The core business distributes essential services (electricity and gas, telecom lines, office water, and smartphone and home-appliance insurance) through roughly 1,000 agency partners housing 20,000 salespeople who sit on agency P&Ls rather than Hikari’s. Reach extends to 1.3 million corporate customers, or 20-30% of all Japanese corporates, and 4 million individuals; group churn runs under 2%. A low fixed-cost base allows Hikari to undercut incumbents and consolidate distressed peers, while a 200% five-year return hurdle on recurring revenue divided by CAC imposes discipline across channels. Outcomes include 30% share in office water, 80% in mobile device insurance, and the #2 position in independent electricity.

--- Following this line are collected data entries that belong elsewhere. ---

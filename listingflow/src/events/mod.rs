//! Lifecycle events for observability.
//!
//! The orchestrator reports run and step transitions through an
//! [`EventSink`] held by the run context.

mod sink;

pub use sink::{CollectingEventSink, EventSink, LoggingEventSink, NoOpEventSink, RunEvent};
//! # Listingflow
//!
//! A resumable listing-enrichment pipeline.
//!
//! Listingflow discovers candidate listings for a search term, enriches them
//! with structured page data, filters them per country, classifies them with
//! pluggable models and ranks the survivors. Every step writes an artifact,
//! so any step can be re-run alone or used as the starting point of a later
//! run.
//!
//! - **Steps**: a uniform validate / execute / summarize contract over ordered records
//! - **Registry**: step lookup with global, country and organization configuration layers
//! - **Orchestrator**: single-step, extraction and full runs with restart
//! - **Artifacts**: per-step persistence with shape descriptors and run manifests
//! - **Cancellation**: run-wide token honoured between and within steps
//!
//! ## Quick Start
//!
//! ```rust,ignore
//! use listingflow::prelude::*;
//!
//! let settings = Settings::load(None)?;
//! let registry = Arc::new(StepRegistry::with_builtin_steps(&settings));
//! let store = Arc::new(FileArtifactStore::new(&settings.output_dir));
//!
//! let ctx = RunContext::new(SearchTarget::infer("aspirin"), "analyst")
//!     .with_scope(settings.resolve_scope(Some("ch"), None)?)
//!     .with_clients(settings.build_clients().await?);
//!
//! let outcome = Orchestrator::new(registry, store)
//!     .with_definition(settings.pipeline.clone())
//!     .run(&ctx, &RunRequest::full())
//!     .await?;
//! ```

#![forbid(unsafe_code)]
#![warn(
    clippy::all,
    clippy::pedantic,
    missing_docs,
    rust_2018_idioms
)]
#![allow(
    clippy::module_name_repetitions,
    clippy::must_use_candidate,
    clippy::missing_errors_doc,
    clippy::missing_panics_doc
)]

pub mod adapters;
pub mod cancellation;
pub mod context;
pub mod core;
pub mod errors;
pub mod events;
pub mod pipeline;
pub mod registry;
pub mod settings;
pub mod steps;
pub mod store;
pub mod testing;
pub mod utils;

/// Prelude module for convenient imports
pub mod prelude {
    pub use std::sync::Arc;

    pub use crate::adapters::{
        ClassificationModel, DiscoverySource, KeywordExpander, PageFetcher, RawListing,
        SearchQuery,
    };
    pub use crate::cancellation::CancellationToken;
    pub use crate::context::{
        Clients, RunContext, RunEntry, RunId, RunOptions, RunScope, SearchTarget, StepContext,
    };
    pub use crate::core::{
        Artifact, FailurePolicy, Record, RecordStatus, RunState, Shape, StepKind, StepScope,
        StepSummary,
    };
    pub use crate::errors::{ListingflowError, Result};
    pub use crate::events::{CollectingEventSink, EventSink, LoggingEventSink, NoOpEventSink};
    pub use crate::pipeline::{
        Orchestrator, PipelineDefinition, RestartPoint, RunMode, RunOutcome, RunRequest,
    };
    pub use crate::registry::StepRegistry;
    pub use crate::settings::Settings;
    pub use crate::steps::{Step, StepDescriptor, StepOutput};
    pub use crate::store::{ArtifactStore, FileArtifactStore, InMemoryArtifactStore};
}
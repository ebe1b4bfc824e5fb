//! The run context: everything steps may read about the current run.

use parking_lot::Mutex;
use serde::{Deserialize, Serialize};
use std::sync::Arc;
use std::time::Duration;
use tracing::debug;

use super::{Clients, RunId, RunScope, SearchTarget};
use crate::adapters::SearchQuery;
use crate::cancellation::CancellationToken;
use crate::core::StepSummary;
use crate::events::{EventSink, LoggingEventSink, RunEvent};
use crate::utils::Timestamp;

fn default_max_results() -> usize {
    50
}

fn default_max_concurrency() -> usize {
    8
}

fn default_failure_threshold() -> f64 {
    0.5
}

/// Tunables of a run.
#[derive(Debug, Clone, PartialEq, Serialize, Deserialize)]
pub struct RunOptions {
    /// Result cap per discovery source.
    #[serde(default = "default_max_results")]
    pub max_results: usize,
    /// Whether keyword enrichment queries related terms.
    #[serde(default)]
    pub enrich_keywords: bool,
    /// Bound on concurrent external calls within one step.
    #[serde(default = "default_max_concurrency")]
    pub max_concurrency: usize,
    /// Fraction of failed records above which a step fails.
    #[serde(default = "default_failure_threshold")]
    pub failure_threshold: f64,
    /// Cancels the run after this many seconds.
    #[serde(default)]
    pub timeout_seconds: Option<u64>,
}

impl Default for RunOptions {
    fn default() -> Self {
        Self {
            max_results: default_max_results(),
            enrich_keywords: false,
            max_concurrency: default_max_concurrency(),
            failure_threshold: default_failure_threshold(),
            timeout_seconds: None,
        }
    }
}

impl RunOptions {
    /// Sets the per-source result cap.
    #[must_use]
    pub const fn with_max_results(mut self, max_results: usize) -> Self {
        self.max_results = max_results;
        self
    }

    /// Enables or disables keyword enrichment.
    #[must_use]
    pub const fn with_enrichment(mut self, enabled: bool) -> Self {
        self.enrich_keywords = enabled;
        self
    }

    /// Sets the concurrency bound. Zero is treated as one.
    #[must_use]
    pub fn with_max_concurrency(mut self, max_concurrency: usize) -> Self {
        self.max_concurrency = max_concurrency.max(1);
        self
    }

    /// Sets the failure threshold.
    #[must_use]
    pub const fn with_failure_threshold(mut self, threshold: f64) -> Self {
        self.failure_threshold = threshold;
        self
    }

    /// Sets the run timeout.
    #[must_use]
    pub const fn with_timeout(mut self, seconds: Option<u64>) -> Self {
        self.timeout_seconds = seconds;
        self
    }

    /// The run timeout as a duration.
    #[must_use]
    pub fn timeout(&self) -> Option<Duration> {
        self.timeout_seconds.map(Duration::from_secs)
    }
}

/// One completed (or cut short) step of a run.
#[derive(Debug, Clone, PartialEq, Serialize, Deserialize)]
pub struct RunEntry {
    /// Step identifier.
    pub step_id: String,
    /// Ordinal of the step in the pipeline definition.
    pub ordinal: usize,
    /// Where the artifact was written.
    pub location: String,
    /// Record counts of the artifact.
    pub summary: StepSummary,
    /// False when the artifact holds partial output.
    pub complete: bool,
}

/// Process-wide state of one run.
///
/// Created before the first step and passed by reference to every step.
/// After the run starts only the completion ledger changes, and only the
/// orchestrator appends to it.
pub struct RunContext {
    run_id: RunId,
    started_at: Timestamp,
    user: String,
    target: SearchTarget,
    scope: RunScope,
    options: RunOptions,
    clients: Clients,
    token: Arc<CancellationToken>,
    event_sink: Arc<dyn EventSink>,
    entries: Mutex<Vec<RunEntry>>,
}

impl RunContext {
    /// Creates a context for a new run started now.
    #[must_use]
    pub fn new(target: SearchTarget, user: impl Into<String>) -> Self {
        let started_at = chrono::Utc::now();
        let user = user.into();
        Self {
            run_id: RunId::generate(target.value(), &user, &started_at),
            started_at,
            user,
            target,
            scope: RunScope::unscoped(),
            options: RunOptions::default(),
            clients: Clients::new(),
            token: Arc::new(CancellationToken::new()),
            event_sink: Arc::new(LoggingEventSink::default()),
            entries: Mutex::new(Vec::new()),
        }
    }

    /// Overrides the generated run id.
    #[must_use]
    pub fn with_run_id(mut self, run_id: RunId) -> Self {
        self.run_id = run_id;
        self
    }

    /// Sets the scope.
    #[must_use]
    pub fn with_scope(mut self, scope: RunScope) -> Self {
        self.scope = scope;
        self
    }

    /// Sets the options.
    #[must_use]
    pub fn with_options(mut self, options: RunOptions) -> Self {
        self.options = options;
        self
    }

    /// Sets the external clients.
    #[must_use]
    pub fn with_clients(mut self, clients: Clients) -> Self {
        self.clients = clients;
        self
    }

    /// Shares an existing cancellation token, e.g. one wired to Ctrl-C.
    #[must_use]
    pub fn with_token(mut self, token: Arc<CancellationToken>) -> Self {
        self.token = token;
        self
    }

    /// Sets the event sink.
    #[must_use]
    pub fn with_event_sink(mut self, sink: Arc<dyn EventSink>) -> Self {
        self.event_sink = sink;
        self
    }

    /// The run id.
    #[must_use]
    pub const fn run_id(&self) -> &RunId {
        &self.run_id
    }

    /// When the run started.
    #[must_use]
    pub const fn started_at(&self) -> &Timestamp {
        &self.started_at
    }

    /// Acting user.
    #[must_use]
    pub fn user(&self) -> &str {
        &self.user
    }

    /// Search target.
    #[must_use]
    pub const fn target(&self) -> &SearchTarget {
        &self.target
    }

    /// Country and organization scope.
    #[must_use]
    pub const fn scope(&self) -> &RunScope {
        &self.scope
    }

    /// Country code, if scoped.
    #[must_use]
    pub fn country(&self) -> Option<&str> {
        self.scope.country.as_deref()
    }

    /// Organization, if scoped.
    #[must_use]
    pub fn organization(&self) -> Option<&str> {
        self.scope.organization.as_deref()
    }

    /// Run options.
    #[must_use]
    pub const fn options(&self) -> &RunOptions {
        &self.options
    }

    /// External clients.
    #[must_use]
    pub const fn clients(&self) -> &Clients {
        &self.clients
    }

    /// The run's cancellation token.
    #[must_use]
    pub const fn token(&self) -> &Arc<CancellationToken> {
        &self.token
    }

    /// Whether the run was cancelled.
    #[must_use]
    pub fn is_cancelled(&self) -> bool {
        self.token.is_cancelled()
    }

    /// The query discovery sources receive.
    #[must_use]
    pub fn search_query(&self) -> SearchQuery {
        SearchQuery::new(self.target.clone()).with_country(self.scope.country.clone())
    }

    /// Emits a run-level event.
    pub fn emit(&self, event_type: &str, data: serde_json::Value) {
        self.event_sink
            .emit(&RunEvent::new(event_type, self.run_id.as_str()).with_data(data));
    }

    /// Emits `run.cancelling` with the reason once the token fires, even
    /// while a step is still draining its in-flight records.
    pub fn emit_on_cancel(&self) {
        let sink = Arc::clone(&self.event_sink);
        let run_id = self.run_id.as_str().to_string();
        self.token.on_cancel(move |reason| {
            sink.emit(&RunEvent::new("run.cancelling", run_id).with_data(serde_json::json!({ "reason": reason })));
        });
    }

    /// Emits a step-level event.
    pub fn emit_for_step(&self, event_type: &str, step_id: &str, ordinal: usize, data: serde_json::Value) {
        self.event_sink.emit(
            &RunEvent::new(event_type, self.run_id.as_str())
                .for_step(step_id, ordinal)
                .with_data(data),
        );
    }

    /// Appends a completion entry, replacing an earlier entry for the same step.
    pub fn record_entry(&self, entry: RunEntry) {
        let mut entries = self.entries.lock();
        debug!(step = %entry.step_id, location = %entry.location, "Recording run entry");
        entries.retain(|e| e.step_id != entry.step_id);
        entries.push(entry);
    }

    /// Snapshot of the completion ledger.
    #[must_use]
    pub fn entries(&self) -> Vec<RunEntry> {
        self.entries.lock().clone()
    }

    /// Entry for `step_id`, if that step completed in this run.
    #[must_use]
    pub fn entry(&self, step_id: &str) -> Option<RunEntry> {
        self.entries.lock().iter().find(|e| e.step_id == step_id).cloned()
    }
}

impl std::fmt::Debug for RunContext {
    fn fmt(&self, f: &mut std::fmt::Formatter<'_>) -> std::fmt::Result {
        f.debug_struct("RunContext")
            .field("run_id", &self.run_id)
            .field("user", &self.user)
            .field("target", &self.target)
            .field("scope", &self.scope)
            .field("options", &self.options)
            .field("clients", &self.clients)
            .finish_non_exhaustive()
    }
}
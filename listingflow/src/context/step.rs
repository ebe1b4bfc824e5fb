//! Per-step view of the run context.

use std::ops::Deref;

use super::RunContext;
use crate::core::StepStamp;

/// What a step sees while it runs: the run context plus its own position.
#[derive(Debug, Clone, Copy)]
pub struct StepContext<'a> {
    run: &'a RunContext,
    step_id: &'a str,
    ordinal: usize,
}

impl<'a> StepContext<'a> {
    /// Creates a step context.
    #[must_use]
    pub const fn new(run: &'a RunContext, step_id: &'a str, ordinal: usize) -> Self {
        Self {
            run,
            step_id,
            ordinal,
        }
    }

    /// The run context.
    #[must_use]
    pub const fn run(&self) -> &'a RunContext {
        self.run
    }

    /// Identifier of the running step.
    #[must_use]
    pub const fn step_id(&self) -> &'a str {
        self.step_id
    }

    /// Ordinal of the running step.
    #[must_use]
    pub const fn ordinal(&self) -> usize {
        self.ordinal
    }

    /// Stamp for derived fields and status changes written by this step.
    #[must_use]
    pub fn stamp(&self) -> StepStamp {
        StepStamp::new(self.step_id, self.ordinal)
    }
}

impl Deref for StepContext<'_> {
    type Target = RunContext;

    fn deref(&self) -> &Self::Target {
        self.run
    }
}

A culture of frugality, meritocracy, decentralized capital allocation, and mandatory after-tax share ownership underpins these advantages. President Wada, who joined out of university, has purchased roughly $100 million of stock personally. Between 2017 and recent years, management borrowed about $6 billion of long-dated Japanese debt near zero rates and deployed it into 500-600 undervalued Japanese equities plus an $800 million Berkshire Class A position (Hikari is the 10th-largest Class A holder). Portfolio cost of ~830 billion yen sits on a $4 billion gain, with an eight-year IRR of 18% versus 11% for TOPIX.
The shares recently traded at roughly 1.5x book, the low end of the range since 2022 despite 17% book CAGR, implying a core EV near 900 billion yen, or 8x reported operating profit and 5x on owner earnings. Management guides to 10% recurring operating-profit CAGR plus another 5% from M&A. On conservative assumptions of 10% core growth, a steady-state 10x terminal multiple, and a 50% portfolio uplift over five years, Omar estimates roughly 100,000 yen per share, implying 150% upside or a ~20% CAGR.